Fort de son savoir, le fiscaliste souhaitait bien structurer le don, pour en élargir l’impact, et c’est pourquoi le versement est échelonné sur les années à venir. Le solde sera remis au bénéficiaire au décès du couple. Michel Lanteigne espère que la maximisation fiscale permettra non seulement d’optimiser le don, mais aussi de le porter un jour à une somme supérieure aux 40 M$ promis.

Une fois toute l’information en main, prendre une décision n’a pas été facile pour le couple.

« Tous les dossiers étaient intéressants, ciblés. Nous avons même constaté que 40 M$, ce n’était pas suffisant. Nous aurions voulu pouvoir financer trois projets », ajoute Diane Blais.

En fin de compte, le couple n’a pu en retenir qu’un seul.

Le 15 décembre 2022, la une des journaux l’annonce : le couple fait don de 40 M$ à la Fondation du CHU Sainte-Justine pour appuyer la recherche en oncologie pédiatrique.

L’hôpital a précisé qu’une partie des avoirs sera affectée à la création du Fonds d’innovation thérapeutique en hématologie-oncologie pédiatrique afin de soutenir un travail fondamental, qui pouvait commencer grâce à la générosité du couple.

Le Fonds, créé sous la gouverne de plusieurs médecins du CHU Sainte-Justine, favorisera l’exploration de nouveaux traitements tels que la modification du génome et l’ingénierie des cellules souches, pour aider les enfants et enrichir les savoirs.

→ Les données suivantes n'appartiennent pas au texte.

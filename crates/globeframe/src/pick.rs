//! Color-coded picking.
//!
//! In a pick frame every pick-eligible object is drawn in a solid color that
//! encodes a frame-local identifier. The GPU thread reads the colors back under
//! the pick point and turns them into a [`PickedObjectList`].

use std::any::Any;
use std::collections::{BTreeMap, BTreeSet};
use std::fmt;
use std::sync::atomic::{AtomicBool, Ordering};
use std::sync::{Arc, Condvar, Mutex, PoisonError};
use std::time::Duration;

use crate::geom::Position;
use crate::render::Rgba;

/// Largest identifier representable in 24 bits of color.
pub const MAX_PICK_IDENTIFIER: u32 = 0x00FF_FFFF;

/// Encode an identifier as an opaque color. Identifier 0 is the clear color.
#[must_use]
pub fn identifier_to_color(identifier: u32) -> Rgba {
    let id = identifier & MAX_PICK_IDENTIFIER;
    [(id >> 16) as u8, (id >> 8) as u8, id as u8, 255]
}

/// Decode a color read back from a pick frame.
#[must_use]
pub fn color_to_identifier(color: Rgba) -> u32 {
    (u32::from(color[0]) << 16) | (u32::from(color[1]) << 8) | u32::from(color[2])
}

/// Application data attached to a pickable object.
pub type UserObject = Arc<dyn Any + Send + Sync>;

/// One object found under a pick point or in a pick region.
#[derive(Clone)]
pub struct PickedObject {
    identifier: u32,
    user_object: Option<UserObject>,
    layer_name: Option<String>,
    terrain_position: Option<Position>,
    on_top: bool,
}

impl fmt::Debug for PickedObject {
    fn fmt(&self, f: &mut fmt::Formatter<'_>) -> fmt::Result {
        f.debug_struct("PickedObject")
            .field("identifier", &self.identifier)
            .field("layer_name", &self.layer_name)
            .field("terrain_position", &self.terrain_position)
            .field("on_top", &self.on_top)
            .finish_non_exhaustive()
    }
}

impl PickedObject {
    #[must_use]
    pub fn from_renderable(
        identifier: u32,
        user_object: UserObject,
        layer_name: impl Into<String>,
    ) -> Self {
        Self {
            identifier,
            user_object: Some(user_object),
            layer_name: Some(layer_name.into()),
            terrain_position: None,
            on_top: false,
        }
    }

    #[must_use]
    pub fn from_terrain(identifier: u32, position: Position) -> Self {
        Self {
            identifier,
            user_object: None,
            layer_name: None,
            terrain_position: Some(position),
            on_top: false,
        }
    }

    #[must_use]
    pub fn identifier(&self) -> u32 {
        self.identifier
    }

    #[must_use]
    pub fn user_object(&self) -> Option<&UserObject> {
        self.user_object.as_ref()
    }

    /// The user object downcast to a concrete type.
    #[must_use]
    pub fn user_object_as<T: Any>(&self) -> Option<&T> {
        self.user_object.as_ref()?.downcast_ref::<T>()
    }

    #[must_use]
    pub fn layer_name(&self) -> Option<&str> {
        self.layer_name.as_deref()
    }

    #[must_use]
    pub fn terrain_position(&self) -> Option<Position> {
        self.terrain_position
    }

    #[must_use]
    pub fn is_terrain(&self) -> bool {
        self.terrain_position.is_some() && self.user_object.is_none()
    }

    #[must_use]
    pub fn is_on_top(&self) -> bool {
        self.on_top
    }

    pub fn mark_on_top(&mut self) {
        self.on_top = true;
    }
}

/// Objects found by one pick, ordered by identifier.
#[derive(Debug, Clone, Default)]
pub struct PickedObjectList {
    objects: BTreeMap<u32, PickedObject>,
}

impl PickedObjectList {
    #[must_use]
    pub fn new() -> Self {
        Self::default()
    }

    /// Add an object, replacing any earlier object with the same identifier.
    pub fn offer(&mut self, object: PickedObject) {
        self.objects.insert(object.identifier, object);
    }

    #[must_use]
    pub fn len(&self) -> usize {
        self.objects.len()
    }

    #[must_use]
    pub fn is_empty(&self) -> bool {
        self.objects.is_empty()
    }

    pub fn iter(&self) -> impl Iterator<Item = &PickedObject> {
        self.objects.values()
    }

    pub fn clear(&mut self) {
        self.objects.clear();
    }

    #[must_use]
    pub fn picked_object_with_id(&self, identifier: u32) -> Option<&PickedObject> {
        self.objects.get(&identifier)
    }

    /// The first object marked as on top.
    #[must_use]
    pub fn top_picked_object(&self) -> Option<&PickedObject> {
        self.iter().find(|object| object.on_top)
    }

    #[must_use]
    pub fn terrain_picked_object(&self) -> Option<&PickedObject> {
        self.iter().find(|object| object.is_terrain())
    }

    #[must_use]
    pub fn has_non_terrain_objects(&self) -> bool {
        self.iter().any(|object| !object.is_terrain())
    }

    /// Keep the object drawn at the pick point and the terrain object.
    ///
    /// The object at the pick point is marked on top. When nothing but terrain
    /// is under the point, the terrain object is on top.
    pub fn resolve_top_pick(&mut self, identifier_at_point: u32) {
        let terrain_id = self.terrain_picked_object().map(PickedObject::identifier);
        let top_id = self
            .objects
            .contains_key(&identifier_at_point)
            .then_some(identifier_at_point);
        self.objects
            .retain(|id, _| Some(*id) == top_id || Some(*id) == terrain_id);
        if let Some(top) = top_id.and_then(|id| self.objects.get_mut(&id)) {
            top.mark_on_top();
        }
    }

    /// Keep every object whose color appears in a pick region, all on top.
    pub fn resolve_region_pick(&mut self, identifiers_in_region: &BTreeSet<u32>) {
        self.objects
            .retain(|id, _| identifiers_in_region.contains(id));
        for object in self.objects.values_mut() {
            object.mark_on_top();
        }
    }
}

impl<'a> IntoIterator for &'a PickedObjectList {
    type Item = &'a PickedObject;
    type IntoIter = std::collections::btree_map::Values<'a, u32, PickedObject>;

    fn into_iter(self) -> Self::IntoIter {
        self.objects.values()
    }
}

/// The hand-off between a thread waiting on a pick and the GPU thread.
#[derive(Debug, Default)]
pub struct PickCompletion {
    result: Mutex<Option<PickedObjectList>>,
    signal: Condvar,
    abandoned: AtomicBool,
}

impl PickCompletion {
    #[must_use]
    pub fn new() -> Arc<Self> {
        Arc::new(Self::default())
    }

    /// Publish the result and wake the waiter. Later results are ignored.
    pub fn complete(&self, list: PickedObjectList) {
        let mut result = self.result.lock().unwrap_or_else(PoisonError::into_inner);
        if result.is_none() {
            *result = Some(list);
            self.signal.notify_all();
        }
    }

    #[must_use]
    pub fn is_complete(&self) -> bool {
        self.result
            .lock()
            .unwrap_or_else(PoisonError::into_inner)
            .is_some()
    }

    /// Block until the result is published or `timeout` elapses. After a
    /// timeout the pick counts as abandoned.
    #[must_use]
    pub fn wait(&self, timeout: Duration) -> Option<PickedObjectList> {
        let guard = self.result.lock().unwrap_or_else(PoisonError::into_inner);
        let (guard, _) = self
            .signal
            .wait_timeout_while(guard, timeout, |result| result.is_none())
            .unwrap_or_else(PoisonError::into_inner);
        if guard.is_none() {
            self.abandoned.store(true, Ordering::Release);
        }
        guard.clone()
    }

    /// Whether the waiting thread gave up before a result arrived.
    #[must_use]
    pub fn is_abandoned(&self) -> bool {
        self.abandoned.load(Ordering::Acquire)
    }
}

Le couple ne s’est pas contenté de signer un chèque et de se tenir en retrait. Diane Blais et Michel Lanteigne siégeront au comité de gouvernance du projet. Michel voit que les équipes de recherche s’affairent, sous l’effet des encouragements que leur prodiguent le fiscaliste et sa conjointe. Les premiers résultats des avancées financées par leur don pourraient être constatés dans deux ans à peine, en 2025.

La nouvelle ne s’arrête pas là : le bâtiment de soins spécialisés de l’hôpital portera le nom du petit Benoit Lanteigne.

Le couple explique que le don effectué en décembre a pris pour lui la forme d’un magnifique cadeau de Noël. Amis, collègues, parents d’enfants malades ont écrit à Diane et à Michel des mots touchants.

Évidemment, le drame de la perte d’un enfant affecte les parents tout au long de leur existence. Pourtant, la donation a apporté au couple un sentiment renouvelé de bonheur et de sérénité.

Diane et Michel se sont ainsi dotés d’un nouvel objectif à atteindre, porteur de larges impacts, d’une tout autre nature que ceux qu’ils recherchaient dans leurs activités en cabinet comptable.

« Réussir à sauver la vie d’un autre petit Benoit, c’est ce qui viendra donner un sens à notre démarche », de conclure Michel Lanteigne.